Les jours filaient et, pour l’année 1821, la menace se précisait : ni 1789 ni 1815, l’année 1821 n’avait aucune chance d’accéder à la gloire. Depuis Waterloo, la paix s’appesantissait sur l’Europe et la paix était sous contrôle. Le général de San Martin proclamait l’indépendance du Pérou, mais aucune révolution ne se profilait ; des monarchies vigilantes retardaient l’avenir.
Même la mort de Napoléon, le 5 mai, à Sainte-Hélène, vira au vaudeville. Lorsque Lord Castlereagh reçut la nouvelle, il se précipita au palais Saint-James. Comme il était Premier ministre, il fut aussitôt introduit :
« Sire, je viens annoncer à Votre Majesté la mort de son plus mortel ennemi. »
Étourdi de joie, George IV se leva :
« Est-ce possible ? Elle est morte ? »
Il croyait que c’était sa femme. (L’anecdote sort des Mémoires de la comtesse de Boigne, Mercure de France, vol. II, p. 69.)

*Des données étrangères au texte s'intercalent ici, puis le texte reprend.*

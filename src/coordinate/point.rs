use crate::Error;

/// A pair of geographic coordinates, latitude and longitude in degrees,
/// with an optional ellipsoidal height in meters.
///
/// The constructors guarantee that the latitude is in [-90°, 90°], and the
/// longitude in [-180°, 180°].
#[derive(Debug, Default, PartialEq, Copy, Clone)]
pub struct Point {
    lat: f64,
    lon: f64,
    height: Option<f64>,
}

// ----- C O N S T R U C T O R S ---------------------------------------------

impl Point {
    /// A `Point` from latitude/longitude, in degrees
    pub fn geo(latitude: f64, longitude: f64) -> Result<Point, Error> {
        if !(-90. ..=90.).contains(&latitude) {
            return Err(Error::Domain("Point::geo", format!("lat = {latitude}")));
        }
        if !(-180. ..=180.).contains(&longitude) {
            return Err(Error::Domain("Point::geo", format!("lon = {longitude}")));
        }
        Ok(Point {
            lat: latitude,
            lon: longitude,
            height: None,
        })
    }

    /// A `Point` from latitude/longitude in degrees, and height in meters
    pub fn with_height(latitude: f64, longitude: f64, height: f64) -> Result<Point, Error> {
        if !height.is_finite() {
            return Err(Error::Domain("Point::with_height", format!("h = {height}")));
        }
        let mut point = Point::geo(latitude, longitude)?;
        point.height = Some(height);
        Ok(point)
    }
}

// ----- A C C E S S O R S ---------------------------------------------------

impl Point {
    #[must_use]
    pub fn lat(&self) -> f64 {
        self.lat
    }

    #[must_use]
    pub fn lon(&self) -> f64 {
        self.lon
    }

    /// The ellipsoidal height, if given
    #[must_use]
    pub fn height(&self) -> Option<f64> {
        self.height
    }

    /// Latitude and longitude, in that order
    #[must_use]
    pub fn geo_pair(&self) -> (f64, f64) {
        (self.lat, self.lon)
    }
}

// ----- T E S T S ---------------------------------------------------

Si 1821 n’imaginait pas quelque chose, elle tomberait dans le néant, elle resterait une année qui n’a pas fait date. Or elle voulait entrer dans l’histoire et elle y réussit parfaitement. Ce que la mort lui refusait, elle le demanda à la naissance. Le 9 avril naquit Baudelaire. Le 30 octobre, ce fut le tour de Dostoïevski. Le temps pressait, les jours raccourcissaient, 1821 se hâta. Le 13 décembre elle enfanta Flaubert. Un quatrième bébé acheva d’en faire une année prodigieuse. Il était né le 27 septembre, à Genève, et il s’appelait Henri-Frédéric Amiel.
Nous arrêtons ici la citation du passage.